*Try it*: When you find the word "document" in a line of the entries, please copy the whole line.

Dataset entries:
————————
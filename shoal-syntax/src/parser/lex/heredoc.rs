// This file is part of shoal, an interactive POSIX-style shell.
// Copyright (C) 2026 the shoal developers
//
// This program is free software: you can redistribute it and/or modify
// it under the terms of the GNU General Public License as published by
// the Free Software Foundation, either version 3 of the License, or
// (at your option) any later version.
//
// This program is distributed in the hope that it will be useful,
// but WITHOUT ANY WARRANTY; without even the implied warranty of
// MERCHANTABILITY or FITNESS FOR A PARTICULAR PURPOSE.  See the
// GNU General Public License for more details.
//
// You should have received a copy of the GNU General Public License
// along with this program.  If not, see <https://www.gnu.org/licenses/>.

//! Here-document content parser

use super::core::Lexer;
use crate::parser::core::Result;
use crate::parser::error::{Error, SyntaxError};
use crate::syntax::HereDoc;
use crate::syntax::Text;
use crate::syntax::TextUnit::Literal;

const NEWLINE: char = '\n';

/// Counts leading literal tab characters.
fn leading_tabs<'a, I: IntoIterator<Item = &'a crate::syntax::TextUnit>>(units: I) -> usize {
    units
        .into_iter()
        .take_while(|&unit| unit == &Literal('\t'))
        .count()
}

impl Lexer {
    /// Reads a line literally, up to but not including the next newline.
    ///
    /// No quotes, expansions, or line continuations are recognized.
    pub fn line(&mut self) -> Result<String> {
        self.with_line_continuation_disabled(|lexer| {
            let mut line = String::new();
            while let Some(sc) = lexer.consume_char_if(|c| c != NEWLINE) {
                line.push(sc.value);
            }
            Ok(line)
        })
    }

    /// Reads the content of a here-document, filling `here_doc.content`.
    ///
    /// Lines are captured until one equals the delimiter (after tab
    /// stripping for `<<-`). If the delimiter was quoted in any part, the
    /// content is literal; otherwise expansions are recognized so they can
    /// be performed when the here-document is used.
    pub fn here_doc_content(&mut self, here_doc: &HereDoc) -> Result<()> {
        fn is_escapable(c: char) -> bool {
            matches!(c, '$' | '`' | '\\')
        }

        let (delimiter_string, literal) = here_doc.delimiter.unquote();
        let mut content = Vec::new();
        loop {
            let (line_text, line_string) = if literal {
                let line_string = self.line()?;
                let line_text = Text::from_literal_chars(line_string.chars());
                (line_text, line_string)
            } else {
                let begin = self.index();
                let line_text = self.text(&|c| c == NEWLINE, &is_escapable)?;
                let end = self.index();
                (line_text, self.source_string(begin..end))
            };

            let newline_seen = self.consume_char_if(|c| c == NEWLINE).is_some();

            let skip_count = if here_doc.remove_tabs {
                leading_tabs(&line_text.0)
            } else {
                0
            };
            if line_string[skip_count..] == delimiter_string {
                break;
            }

            if !newline_seen {
                let redir_op_location = here_doc.delimiter.location.clone();
                let cause = SyntaxError::UnclosedHereDocContent { redir_op_location }.into();
                let location = self.location();
                return Err(Error { cause, location });
            }

            content.extend({ line_text }.0.drain(skip_count..));
            content.push(Literal(NEWLINE));
        }

        here_doc
            .content
            .set(Text(content))
            .expect("here-doc content must be filled just once");
        Ok(())
    }
}

#[cfg(test)]
mod tests {
    use super::*;
    use crate::source::Source;
    use assert_matches::assert_matches;
    use std::cell::OnceCell;

    fn operator(delimiter: &str, remove_tabs: bool) -> HereDoc {
        HereDoc {
            delimiter: delimiter.parse().unwrap(),
            remove_tabs,
            content: OnceCell::new(),
        }
    }

    fn content(code: &str, delimiter: &str, remove_tabs: bool) -> Result<String> {
        let here_doc = operator(delimiter, remove_tabs);
        let mut lexer = Lexer::from_memory(code, Source::Unknown);
        lexer.here_doc_content(&here_doc)?;
        Ok(here_doc.content.get().unwrap().to_string())
    }

    #[test]
    fn empty_content() {
        assert_eq!(content("END\n", "END", false).unwrap(), "");
    }

    #[test]
    fn simple_content() {
        assert_eq!(
            content("one\ntwo\nEND\n", "END", false).unwrap(),
            "one\ntwo\n"
        );
    }

    #[test]
    fn delimiter_must_match_whole_line() {
        assert_eq!(
            content("END x\nxEND\nEND\n", "END", false).unwrap(),
            "END x\nxEND\n"
        );
    }

    #[test]
    fn tab_stripping() {
        assert_eq!(
            content("\t\thi\n\tEND\n", "END", true).unwrap(),
            "hi\n"
        );
        // Spaces are not stripped.
        assert_eq!(
            content("  hi\nEND\n", "END", true).unwrap(),
            "  hi\n"
        );
    }

    #[test]
    fn tabs_kept_without_dash() {
        let error = content("\tEND\nEND\n", "END", false);
        // The first line is content because the tab is not stripped.
        assert_eq!(error.unwrap(), "\tEND\n");
    }

    #[test]
    fn expansions_recognized_with_unquoted_delimiter() {
        let here_doc = operator("END", false);
        let mut lexer = Lexer::from_memory("value: $x\nEND\n", Source::Unknown);
        lexer.here_doc_content(&here_doc).unwrap();
        let text = here_doc.content.get().unwrap();
        assert!(text
            .0
            .iter()
            .any(|unit| matches!(unit, crate::syntax::TextUnit::RawParam { param, .. } if param.id == "x")));
    }

    #[test]
    fn literal_content_with_quoted_delimiter() {
        let here_doc = HereDoc {
            delimiter: "'END'".parse().unwrap(),
            remove_tabs: false,
            content: OnceCell::new(),
        };
        let mut lexer = Lexer::from_memory("$x\nEND\n", Source::Unknown);
        lexer.here_doc_content(&here_doc).unwrap();
        assert_eq!(here_doc.content.get().unwrap().0, [
            Literal('$'),
            Literal('x'),
            Literal('\n'),
        ]);
    }

    #[test]
    fn missing_delimiter_line() {
        let error = content("text\n", "END", false).unwrap_err();
        assert_matches!(
            error.cause,
            crate::parser::ErrorCause::Syntax(SyntaxError::UnclosedHereDocContent { .. })
        );
        assert!(error.needs_more_input());
    }
}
————————
*Exercise output*:
//! Here-document content parser
    /// Reads the content of a here-document, filling `here_doc.content`.
    /// be performed when the here-document is used.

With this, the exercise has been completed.